I was 15, had just quit school and this was my first job.
I lasted only 2 weeks - I kept forgetting to put the petrol caps back on.
After 2 weeks we had a cardboard box full of caps.
The boss decided I was not cut out to be a "bowser boy".

My Memories ......
Saturday afternoon flix - cost six pence and we sat on wooden benches (we watched Hopalong Cassiday, and The Lone Ranger).
Weekends and school holidays - a quick breakfast, out the door and not seen again till dinner time (punished if home late for dinner).
9 or 10yo - us kids camping out up in the bush and miles from home. No adults and no one worried.
Early hours of the morning once a week - bang, clang out in the back yard - the "dunny man" changing over the can.
Playing doctors with the young girl next door. :)
On my way out the door on my way to school, my late grandad who lived with us, would sneak threepence into my hand to buy lollies.
Being shot in the leg with a homemade arrow (4" nail tied to a stick).
Surfing.
Skateboarding (home made - roller skate bolted to the bottom of a board).
Fishing for poddy mullet and eels in some of the local creeks.
Never wore shoes - bottom of the feet were as hard as old leather.
Playing cricket on the road in front of our house.
14th February 1966 - decimal currency commenced - received my first new, shiny, decimal coin in change from the bus driver on the way to school.
Puppy love with a girl in my class at school - we'd look at each other, blush and be too shy to talk - wonder where she is today and what she looks like?
Playing cowboys and indians with toy guns, bows and arrows.
Waiting for Santa Clause to arrive on Xmas morning.
Looking out the window late at night watching the lightning during a thunderstorm - I still love watching and hearing thunderstorms.
One morning before school in 1964, watching the news images on TV - HMAS Melbourne had collided with and sank HMAS Voyager (82 lives lost) - Unknown then, I would later join the navy and serve on HMAS Sydney taking troops to the Vietnam War. (some good friends were on HMAS Melbourne in 1969 when it later collided with the US destroyer, USS Frank E. Evans - 74 lives lost).
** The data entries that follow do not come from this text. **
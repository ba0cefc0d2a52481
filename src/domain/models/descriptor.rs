//! Task descriptor domain model.
//!
//! A `TaskDescriptor` is the immutable value describing one unit of delegated
//! work: which agent persona runs it, what prompt it receives, what shape its
//! output must take, and where its input/result artifacts are persisted.
//! Descriptors are produced by a `TaskFactory` (see [`define_task`]) once per
//! invocation and never mutated afterwards.

use serde::{Deserialize, Serialize};
use serde_json::Value;
use std::fmt;
use std::sync::Arc;
use uuid::Uuid;

use crate::domain::errors::{DomainError, DomainResult};
use crate::domain::models::schema::OutputSchema;

/// Opaque unique identifier minted per task invocation.
///
/// Effect ids namespace the artifact paths of one invocation
/// (`tasks/<effect_id>/input.json`, `tasks/<effect_id>/result.json`) and are
/// globally unique across concurrent runs, so the shared artifact namespace
/// needs no further coordination.
#[derive(Debug, Clone, Copy, PartialEq, Eq, Hash, Serialize, Deserialize)]
#[serde(transparent)]
pub struct EffectId(Uuid);

impl EffectId {
    pub fn new() -> Self {
        Self(Uuid::new_v4())
    }
}

impl Default for EffectId {
    fn default() -> Self {
        Self::new()
    }
}

impl fmt::Display for EffectId {
    fn fmt(&self, f: &mut fmt::Formatter<'_>) -> fmt::Result {
        write!(f, "{}", self.0)
    }
}

/// Kind of task. Only agent-delegated work is observed today; the tag keeps
/// the serialized form open for other kinds.
#[derive(Debug, Clone, Copy, PartialEq, Eq, Serialize, Deserialize)]
#[serde(rename_all = "snake_case")]
pub enum TaskKind {
    Agent,
}

impl Default for TaskKind {
    fn default() -> Self {
        Self::Agent
    }
}

/// The prompt handed to an agent backend.
#[derive(Debug, Clone, Default, PartialEq, Serialize, Deserialize)]
pub struct PromptSpec {
    /// Persona framing, e.g. "senior environmental engineer".
    #[serde(default)]
    pub role: String,
    /// The work to perform, in natural language.
    pub task: String,
    /// Structured context made available to the agent.
    #[serde(default)]
    pub context: Value,
    /// Step-by-step instructions.
    #[serde(default)]
    pub instructions: Vec<String>,
    /// Expected response format, e.g. "json".
    #[serde(default)]
    pub output_format: String,
}

/// The named agent persona a task delegates to.
#[derive(Debug, Clone, PartialEq, Serialize, Deserialize)]
pub struct AgentSpec {
    /// Agent name, e.g. "environmental-engineer". Backends and the registry
    /// route on this.
    pub name: String,
    /// Optional skill tags the backend may surface to the agent.
    #[serde(default)]
    pub skills: Vec<String>,
    pub prompt: PromptSpec,
}

/// Artifact persistence paths for one task invocation, relative to the run
/// directory. Both are pure functions of the effect id, so re-invocation
/// under the same id is idempotent for persistence purposes.
#[derive(Debug, Clone, PartialEq, Eq, Serialize, Deserialize)]
pub struct TaskIo {
    pub input_json_path: String,
    pub output_json_path: String,
}

impl TaskIo {
    pub fn for_effect(effect_id: EffectId) -> Self {
        Self {
            input_json_path: format!("tasks/{effect_id}/input.json"),
            output_json_path: format!("tasks/{effect_id}/result.json"),
        }
    }
}

/// Immutable description of one unit of delegated work.
#[derive(Debug, Clone, PartialEq, Serialize, Deserialize)]
pub struct TaskDescriptor {
    /// Identifier, unique within a process.
    pub name: String,
    #[serde(default)]
    pub kind: TaskKind,
    /// Human-readable title.
    pub title: String,
    pub agent: AgentSpec,
    pub output_schema: OutputSchema,
    pub io: TaskIo,
    #[serde(default)]
    pub labels: Vec<String>,
    /// The invocation this descriptor was minted for.
    pub effect_id: EffectId,
}

/// Per-invocation context handed to a task builder.
#[derive(Debug, Clone, Copy)]
pub struct TaskCtx {
    pub effect_id: EffectId,
}

/// The fields a task builder returns; the factory completes them into a
/// [`TaskDescriptor`] or rejects the definition.
#[derive(Debug, Clone, Default)]
pub struct TaskDescriptorShape {
    pub title: Option<String>,
    pub agent: Option<AgentSpec>,
    pub output_schema: Option<OutputSchema>,
    pub labels: Vec<String>,
}

impl TaskDescriptorShape {
    pub fn new() -> Self {
        Self::default()
    }

    pub fn title(mut self, title: impl Into<String>) -> Self {
        self.title = Some(title.into());
        self
    }

    pub fn agent(mut self, agent: AgentSpec) -> Self {
        self.agent = Some(agent);
        self
    }

    pub fn output_schema(mut self, schema: OutputSchema) -> Self {
        self.output_schema = Some(schema);
        self
    }

    pub fn label(mut self, label: impl Into<String>) -> Self {
        self.labels.push(label.into());
        self
    }
}

type BuildFn = dyn Fn(&Value, &TaskCtx) -> TaskDescriptorShape + Send + Sync;

/// Factory producing immutable task descriptors from call-time arguments.
///
/// Created once per task definition via [`define_task`]; invoked once per
/// task execution with that invocation's arguments and effect id.
#[derive(Clone)]
pub struct TaskFactory {
    name: String,
    build: Arc<BuildFn>,
}

impl TaskFactory {
    pub fn name(&self) -> &str {
        &self.name
    }

    /// Build the descriptor for one invocation.
    ///
    /// Fails fast with [`DomainError::DescriptorIncomplete`] when the builder
    /// omitted the agent spec or the output schema, so misconfiguration
    /// surfaces at definition time rather than deep into a run.
    pub fn build(&self, args: &Value, ctx: &TaskCtx) -> DomainResult<TaskDescriptor> {
        let shape = (self.build)(args, ctx);

        let mut missing = Vec::new();
        if shape.agent.is_none() {
            missing.push("agent".to_string());
        }
        if shape.output_schema.is_none() {
            missing.push("output_schema".to_string());
        }
        if !missing.is_empty() {
            return Err(DomainError::DescriptorIncomplete {
                task: self.name.clone(),
                missing,
            });
        }

        Ok(TaskDescriptor {
            name: self.name.clone(),
            kind: TaskKind::Agent,
            title: shape.title.unwrap_or_else(|| self.name.clone()),
            agent: shape.agent.expect("checked above"),
            output_schema: shape.output_schema.expect("checked above"),
            io: TaskIo::for_effect(ctx.effect_id),
            labels: shape.labels,
            effect_id: ctx.effect_id,
        })
    }
}

impl fmt::Debug for TaskFactory {
    fn fmt(&self, f: &mut fmt::Formatter<'_>) -> fmt::Result {
        f.debug_struct("TaskFactory")
            .field("name", &self.name)
            .finish_non_exhaustive()
    }
}

/// Define a task: returns a factory that builds a descriptor per invocation.
pub fn define_task<F>(name: impl Into<String>, build: F) -> TaskFactory
where
    F: Fn(&Value, &TaskCtx) -> TaskDescriptorShape + Send + Sync + 'static,
{
    TaskFactory {
        name: name.into(),
        build: Arc::new(build),
    }
}
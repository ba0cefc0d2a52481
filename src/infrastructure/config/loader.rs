use anyhow::{Context, Result};
use figment::providers::{Env, Format, Serialized, Yaml};
use figment::Figment;
use thiserror::Error;

use crate::domain::models::config::Config;

/// Configuration error types
#[derive(Error, Debug)]
pub enum ConfigError {
    #[error("Invalid log level: {0}. Must be one of: trace, debug, info, warn, error")]
    InvalidLogLevel(String),

    #[error("Invalid log format: {0}. Must be one of: json, pretty")]
    InvalidLogFormat(String),

    #[error("Storage root cannot be empty")]
    EmptyStorageRoot,

    #[error("Invalid validation_attempts: {0}. Must be at least 1")]
    InvalidValidationAttempts(u32),

    #[error(
        "Invalid backoff configuration: initial_backoff_ms ({0}) must be less than max_backoff_ms ({1})"
    )]
    InvalidBackoff(u64, u64),

    #[error("Unknown default backend: {0}")]
    UnknownDefaultBackend(String),

    #[error("Configuration validation failed: {0}")]
    ValidationFailed(String),
}

/// Configuration loader with hierarchical merging
pub struct ConfigLoader;

impl ConfigLoader {
    /// Load configuration with hierarchical merging
    ///
    /// Precedence (lowest to highest):
    /// 1. Programmatic defaults (Serialized)
    /// 2. .foreman/config.yaml (project config)
    /// 3. .foreman/local.yaml (project local overrides, optional)
    /// 4. Environment variables (FOREMAN_* prefix, highest priority)
    ///
    /// Configuration is always project-local (pwd/.foreman/) so several
    /// process corpora can coexist on one machine.
    pub fn load() -> Result<Config> {
        let config: Config = Figment::new()
            .merge(Serialized::defaults(Config::default()))
            .merge(Yaml::file(".foreman/config.yaml"))
            .merge(Yaml::file(".foreman/local.yaml"))
            .merge(Env::prefixed("FOREMAN_").split("__"))
            .extract()
            .context("Failed to extract configuration from figment")?;

        Self::validate(&config)?;
        Ok(config)
    }

    /// Load configuration from a specific file
    pub fn load_from_file(path: impl AsRef<std::path::Path>) -> Result<Config> {
        let config: Config = Figment::new()
            .merge(Serialized::defaults(Config::default()))
            .merge(Yaml::file(path.as_ref()))
            .extract()
            .context(format!(
                "Failed to load config from {}",
                path.as_ref().display()
            ))?;

        Self::validate(&config)?;
        Ok(config)
    }

    /// Validate configuration after loading
    pub fn validate(config: &Config) -> Result<(), ConfigError> {
        if config.storage.root.is_empty() {
            return Err(ConfigError::EmptyStorageRoot);
        }

        let valid_log_levels = ["trace", "debug", "info", "warn", "error"];
        if !valid_log_levels.contains(&config.logging.level.as_str()) {
            return Err(ConfigError::InvalidLogLevel(config.logging.level.clone()));
        }

        let valid_log_formats = ["json", "pretty"];
        if !valid_log_formats.contains(&config.logging.format.as_str()) {
            return Err(ConfigError::InvalidLogFormat(config.logging.format.clone()));
        }

        if config.retry.validation_attempts == 0 {
            return Err(ConfigError::InvalidValidationAttempts(
                config.retry.validation_attempts,
            ));
        }

        if config.retry.initial_backoff_ms >= config.retry.max_backoff_ms {
            return Err(ConfigError::InvalidBackoff(
                config.retry.initial_backoff_ms,
                config.retry.max_backoff_ms,
            ));
        }

        let known_backends = ["command", "http", "mock"];
        if !known_backends.contains(&config.backends.default_backend.as_str()) {
            return Err(ConfigError::UnknownDefaultBackend(
                config.backends.default_backend.clone(),
            ));
        }
        for (agent, backend) in &config.backends.agent_mappings {
            if !known_backends.contains(&backend.as_str()) {
                return Err(ConfigError::ValidationFailed(format!(
                    "agent '{agent}' is mapped to unknown backend '{backend}'"
                )));
            }
        }

        if config.backends.command.program.is_empty() {
            return Err(ConfigError::ValidationFailed(
                "command backend program cannot be empty".to_string(),
            ));
        }

        Ok(())
    }
}

#[cfg(test)]
mod tests {
    use super::*;

    #[test]
    fn test_default_config_is_valid() {
        let config = Config::default();
        assert_eq!(config.storage.root, ".foreman/runs");
        assert_eq!(config.logging.level, "info");
        ConfigLoader::validate(&config).expect("Default config should be valid");
    }

    #[test]
    fn test_validate_invalid_log_level() {
        let mut config = Config::default();
        config.logging.level = "invalid".to_string();

        let result = ConfigLoader::validate(&config);
        match result.unwrap_err() {
            ConfigError::InvalidLogLevel(level) => assert_eq!(level, "invalid"),
            other => panic!("Expected InvalidLogLevel, got {other:?}"),
        }
    }

    #[test]
    fn test_validate_invalid_log_format() {
        let mut config = Config::default();
        config.logging.format = "xml".to_string();

        assert!(matches!(
            ConfigLoader::validate(&config).unwrap_err(),
            ConfigError::InvalidLogFormat(_)
        ));
    }

    #[test]
    fn test_validate_empty_storage_root() {
        let mut config = Config::default();
        config.storage.root = String::new();

        assert!(matches!(
            ConfigLoader::validate(&config).unwrap_err(),
            ConfigError::EmptyStorageRoot
        ));
    }

    #[test]
    fn test_validate_zero_validation_attempts() {
        let mut config = Config::default();
        config.retry.validation_attempts = 0;

        assert!(matches!(
            ConfigLoader::validate(&config).unwrap_err(),
            ConfigError::InvalidValidationAttempts(0)
        ));
    }

    #[test]
    fn test_validate_invalid_backoff() {
        let mut config = Config::default();
        config.retry.initial_backoff_ms = 30_000;
        config.retry.max_backoff_ms = 10_000;

        assert!(matches!(
            ConfigLoader::validate(&config).unwrap_err(),
            ConfigError::InvalidBackoff(30_000, 10_000)
        ));
    }

    #[test]
    fn test_validate_unknown_backend_mapping() {
        let mut config = Config::default();
        config
            .backends
            .agent_mappings
            .insert("someone".to_string(), "quantum".to_string());

        assert!(matches!(
            ConfigLoader::validate(&config).unwrap_err(),
            ConfigError::ValidationFailed(_)
        ));
    }

    #[test]
    fn test_hierarchical_merging() {
        use std::io::Write;
        use tempfile::NamedTempFile;

        let mut base_file = NamedTempFile::new().unwrap();
        writeln!(
            base_file,
            "retry:\n  validation_attempts: 4\nlogging:\n  level: info\n  format: json"
        )
        .unwrap();
        base_file.flush().unwrap();

        let mut override_file = NamedTempFile::new().unwrap();
        writeln!(override_file, "logging:\n  level: debug").unwrap();
        override_file.flush().unwrap();

        let config: Config = Figment::new()
            .merge(Serialized::defaults(Config::default()))
            .merge(Yaml::file(base_file.path()))
            .merge(Yaml::file(override_file.path()))
            .extract()
            .unwrap();

        assert_eq!(config.retry.validation_attempts, 4, "Base value persists");
        assert_eq!(config.logging.level, "debug", "Override wins");
        assert_eq!(
            config.logging.format, "json",
            "Base value persists when not overridden"
        );
    }
}
//! Mock agent backend for testing and dry runs.

use async_trait::async_trait;
use serde_json::Value;
use std::collections::HashMap;
use std::sync::Arc;
use tokio::sync::RwLock;

use crate::domain::errors::{DomainError, DomainResult};
use crate::domain::ports::backend::{AgentBackend, InvocationRequest};

/// One scripted backend behavior.
#[derive(Debug, Clone)]
pub enum MockScript {
    /// Return this value.
    Value(Value),
    /// Fail with a transient invocation error.
    TransientFailure(String),
    /// Fail with a permanent invocation error.
    PermanentFailure(String),
    /// Never resolve (for timeout and cancellation tests).
    Hang,
}

impl MockScript {
    pub fn value(value: Value) -> Self {
        Self::Value(value)
    }

    pub fn transient_failure(reason: impl Into<String>) -> Self {
        Self::TransientFailure(reason.into())
    }

    pub fn permanent_failure(reason: impl Into<String>) -> Self {
        Self::PermanentFailure(reason.into())
    }
}

/// Mock backend with a scripted response sequence and per-task overrides.
///
/// Scripted entries are consumed in order; when the script is exhausted the
/// last entry repeats. Every invocation request is recorded for assertions.
pub struct MockBackend {
    script: RwLock<Vec<MockScript>>,
    task_overrides: RwLock<HashMap<String, Value>>,
    invocations: Arc<RwLock<Vec<InvocationRequest>>>,
}

impl MockBackend {
    /// Always return the same value.
    pub fn returning(value: Value) -> Self {
        Self::scripted(vec![MockScript::Value(value)])
    }

    /// Always fail with a transient error.
    pub fn always_failing(reason: impl Into<String>) -> Self {
        Self::scripted(vec![MockScript::transient_failure(reason)])
    }

    /// Never resolve any invocation.
    pub fn hanging() -> Self {
        Self::scripted(vec![MockScript::Hang])
    }

    pub fn scripted(script: Vec<MockScript>) -> Self {
        Self {
            script: RwLock::new(script),
            task_overrides: RwLock::new(HashMap::new()),
            invocations: Arc::new(RwLock::new(Vec::new())),
        }
    }

    /// Fix the response for one task name, regardless of the script.
    pub async fn set_response_for_task(&self, task: impl Into<String>, value: Value) {
        self.task_overrides.write().await.insert(task.into(), value);
    }

    /// All invocation requests seen so far, in order.
    pub async fn invocations(&self) -> Vec<InvocationRequest> {
        self.invocations.read().await.clone()
    }

    async fn next_script(&self) -> MockScript {
        let mut script = self.script.write().await;
        if script.len() > 1 {
            script.remove(0)
        } else {
            script
                .first()
                .cloned()
                .unwrap_or(MockScript::Value(Value::Null))
        }
    }
}

#[async_trait]
impl AgentBackend for MockBackend {
    fn name(&self) -> &'static str {
        "mock"
    }

    async fn is_available(&self) -> DomainResult<bool> {
        Ok(true)
    }

    async fn invoke(&self, request: &InvocationRequest) -> DomainResult<Value> {
        self.invocations.write().await.push(request.clone());

        if let Some(value) = self
            .task_overrides
            .read()
            .await
            .get(&request.descriptor.name)
        {
            return Ok(value.clone());
        }

        match self.next_script().await {
            MockScript::Value(value) => Ok(value),
            MockScript::TransientFailure(reason) => Err(DomainError::AgentInvocation {
                backend: "mock".to_string(),
                reason,
                transient: true,
            }),
            MockScript::PermanentFailure(reason) => Err(DomainError::AgentInvocation {
                backend: "mock".to_string(),
                reason,
                transient: false,
            }),
            MockScript::Hang => {
                futures::future::pending::<()>().await;
                unreachable!()
            }
        }
    }
}

#[cfg(test)]
mod tests {
    use super::*;
    use crate::domain::models::descriptor::{
        define_task, AgentSpec, EffectId, PromptSpec, TaskCtx, TaskDescriptorShape,
    };
    use crate::domain::models::schema::OutputSchema;
    use serde_json::json;

    fn request(task: &str) -> InvocationRequest {
        let name = task.to_string();
        let factory = define_task(task, move |_args, _ctx| {
            TaskDescriptorShape::new()
                .agent(AgentSpec {
                    name: format!("{name}-agent"),
                    skills: vec![],
                    prompt: PromptSpec {
                        task: "work".to_string(),
                        ..PromptSpec::default()
                    },
                })
                .output_schema(OutputSchema::new())
        });
        let descriptor = factory
            .build(
                &json!({}),
                &TaskCtx {
                    effect_id: EffectId::new(),
                },
            )
            .unwrap();
        InvocationRequest::new(descriptor, json!({}))
    }

    #[tokio::test]
    async fn test_script_consumed_in_order_then_repeats() {
        let backend = MockBackend::scripted(vec![
            MockScript::value(json!(1)),
            MockScript::value(json!(2)),
        ]);

        assert_eq!(backend.invoke(&request("t")).await.unwrap(), json!(1));
        assert_eq!(backend.invoke(&request("t")).await.unwrap(), json!(2));
        assert_eq!(backend.invoke(&request("t")).await.unwrap(), json!(2));
        assert_eq!(backend.invocations().await.len(), 3);
    }

    #[tokio::test]
    async fn test_task_override_wins() {
        let backend = MockBackend::returning(json!({"default": true}));
        backend
            .set_response_for_task("special", json!({"special": true}))
            .await;

        assert_eq!(
            backend.invoke(&request("special")).await.unwrap(),
            json!({"special": true})
        );
        assert_eq!(
            backend.invoke(&request("other")).await.unwrap(),
            json!({"default": true})
        );
    }

    #[tokio::test]
    async fn test_failure_scripts() {
        let backend = MockBackend::scripted(vec![
            MockScript::transient_failure("down"),
            MockScript::permanent_failure("bad"),
        ]);

        let err = backend.invoke(&request("t")).await.unwrap_err();
        assert!(err.is_transient());
        let err = backend.invoke(&request("t")).await.unwrap_err();
        assert!(!err.is_transient());
    }
}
R.I.P. all the those young lives lost.
Aged 15 and a half, leaving home to enter the Navy - training for 12 months at HMAS Leeuwin, Fremantle. WA. - first time away from mum and dad. 8.(
Driving my first car - a 1964 Ford Zephyr no licence and 5 minutes later doing 100mph up the highway. ]:D
 
Chiron52 said:
7.62marksman said:
service stations would fill up your car and check the water and oil and at no extra cost

I was 15, had just quit school and this was my first job.
I lasted only 2 weeks - I kept forgetting to put the petrol caps back on.
After 2 weeks we had a cardboard box full of caps.
The boss decided I was not cut out to be a "bowser boy".

My Memories ......
Saturday afternoon flix - cost six pence and we sat on wooden benches (we watched Hopalong Cassiday, and The Lone Ranger).
Weekends and school holidays - a quick breakfast, out the door and not seen again till dinner time (punished if home late for dinner).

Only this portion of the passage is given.